The invention relates to a wireless body area network communication technology, in particular to a semi-static scheduling method of a wireless body area network.

Background technique

With the intensification of my country's urbanization process and population aging, senile diseases and chronic diseases are becoming more and more common. In addition to bringing heavy economic burdens to patients and society, they also seriously affect the quality of life of patients and family happiness. The emergence of Wireless Body Area Network (WBAN) provides a simple and low-cost means of short-distance communication for home health monitoring of geriatric and chronic diseases. Based on WBAN technology, by arranging corresponding sensing devices on the human body surface or in the body, it automatically collects vital sign parameters such as human ECG, EEG, EMG, body temperature, blood pressure, blood sugar, blood oxygen, etc., to support real-time, convenient, and all-weather human life Sign monitoring. WBAN technology has become an important technical means to improve the efficiency of medical diagnosis, improve the quality of medical services, and carry out new telemedicine and home health monitoring.

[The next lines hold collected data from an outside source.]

//! Benchmark resolution.
//!
//! The benchmark normally comes from its own table, read with the
//! first-column rule. When no benchmark table exists the loader enters a
//! degraded mode and compounds the asset's own returns into a synthetic
//! benchmark. A regression against such a benchmark is numerically valid but
//! self-referential (beta is ~1 and residuals ~0), so the origin is carried
//! alongside the prices and must be surfaced to the reader of any report.

use crate::error::Result;
use crate::prices::{PriceSeries, load_prices};
use crate::schema::{ColumnResolution, ColumnSelector};
use crate::source::{CsvSource, TabularSource};
use serde::{Deserialize, Serialize};
use std::path::Path;
use tracing::warn;

/// Where the benchmark prices come from.
#[derive(Debug)]
pub enum BenchmarkSource {
    /// An external benchmark table.
    External(Box<dyn TabularSource>),
    /// Compound the asset's own returns.
    SyntheticFromAsset,
}

impl BenchmarkSource {
    /// Use an external table as the benchmark.
    pub fn external(source: impl TabularSource + 'static) -> Self {
        Self::External(Box::new(source))
    }

    /// Use the CSV file at `path` if it exists, else fall back to a synthetic
    /// benchmark.
    pub fn from_optional_path(path: Option<&Path>) -> Self {
        match path.map(CsvSource::new) {
            Some(source) if source.exists() => Self::external(source),
            Some(source) => {
                warn!(
                    path = %source.path().display(),
                    "benchmark file not found, synthesizing benchmark from asset returns"
                );
                Self::SyntheticFromAsset
            }
            None => {
                warn!("no benchmark given, synthesizing benchmark from asset returns");
                Self::SyntheticFromAsset
            }
        }
    }
}

/// Provenance of the benchmark series.
#[derive(Debug, Clone, PartialEq, Eq, Serialize, Deserialize)]
pub enum BenchmarkOrigin {
    /// Read from an external table.
    External {
        /// Description of the table
        table: String,
        /// Column the prices came from
        column: ColumnResolution,
    },
    /// Compounded from the asset's own returns.
    SyntheticFromAsset,
}

impl BenchmarkOrigin {
    /// Whether the benchmark was derived from the asset itself.
    pub const fn is_synthetic(&self) -> bool {
        matches!(self, Self::SyntheticFromAsset)
    }
}

/// Benchmark prices with their provenance.
#[derive(Debug, Clone, PartialEq)]
pub struct LoadedBenchmark {
    /// Benchmark price levels.
    pub prices: PriceSeries,
    /// Where they came from.
    pub origin: BenchmarkOrigin,
}

/// Resolve the benchmark series for `asset`.
///
/// # Errors
///
/// Propagates loader errors for an external benchmark. The synthetic
/// variant cannot fail.
pub fn load_benchmark(source: &BenchmarkSource, asset: &PriceSeries) -> Result<LoadedBenchmark> {
    match source {
        BenchmarkSource::External(table) => {
            let loaded = load_prices(table.as_ref(), &ColumnSelector::First)?;
            Ok(LoadedBenchmark {
                prices: loaded.series,
                origin: BenchmarkOrigin::External {
                    table: table.describe(),
                    column: loaded.column,
                },
            })
        }
        BenchmarkSource::SyntheticFromAsset => Ok(LoadedBenchmark {
            prices: synthesize_from_asset(asset),
            origin: BenchmarkOrigin::SyntheticFromAsset,
        }),
    }
}

/// Compound the asset's period returns into a price index starting at 1.0.
///
/// Returns that are not finite (missing prices, division by zero) are
/// treated as zero, so the index keeps one level per asset date.
pub fn synthesize_from_asset(asset: &PriceSeries) -> PriceSeries {
    let prices = asset.prices();
    let mut level = 1.0;

    let levels = asset.dates().iter().enumerate().map(|(i, date)| {
        if i > 0 {
            let period_return = prices[i] / prices[i - 1] - 1.0;
            if period_return.is_finite() {
                level *= 1.0 + period_return;
            }
        }
        (*date, level)
    });

    PriceSeries::from_observations(levels.collect::<Vec<_>>())
}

Facing the important role of wireless body area network technology and the huge market demand, wireless body area network technology urgently needs to carry out standardization work, realize the standardized management of human body signs and health information, and promote the large-scale application of body area network technology. As a "human body" sensor network, WBAN has become a strategic research direction for the international medical care and communication industries. IEEE 802.15 established the TG6 group in 2007 to carry out WBAN standardization research, and released the world's first WBAN standard——IEEE 802.15.6 in March 2012, which has become the only international standard for wireless body area network that has been released so far. The IEEE802.15.6 standard defines the physical (PHY) layer and medium access control (MAC) layer protocol of wireless body area network transmission, which basically meets the requirements of wireless body area network. In China, the China Communications Standards Association (CCSA) also passed the research project "Wireless Body Area Network Communication Technology Requirements for Medical and Health Applications" in November 2012. Wireless body area network standard. Judging from domestic and foreign research, there is still a lot of research space and value for WBAN at present, and there is still a lot of work to be done in the research on the practicality and industrialization of WBAN standards in the future.

A typical wireless body area network network topology is shown in Figure 1. The wireless body area network has a star network topology, in which there is only one central node, which is responsible for managing the access of multiple terminal nodes and coordinating the allocation of wireless resources. The number of terminal nodes in the wireless body area network can be 0 or more, and the IEEE 802.15.6 standard stipulates that the maximum number of terminal nodes in a body area network is 256. Frame transmission is directly performed on a 1-hop (1-Hop) link between the central node and the terminal node.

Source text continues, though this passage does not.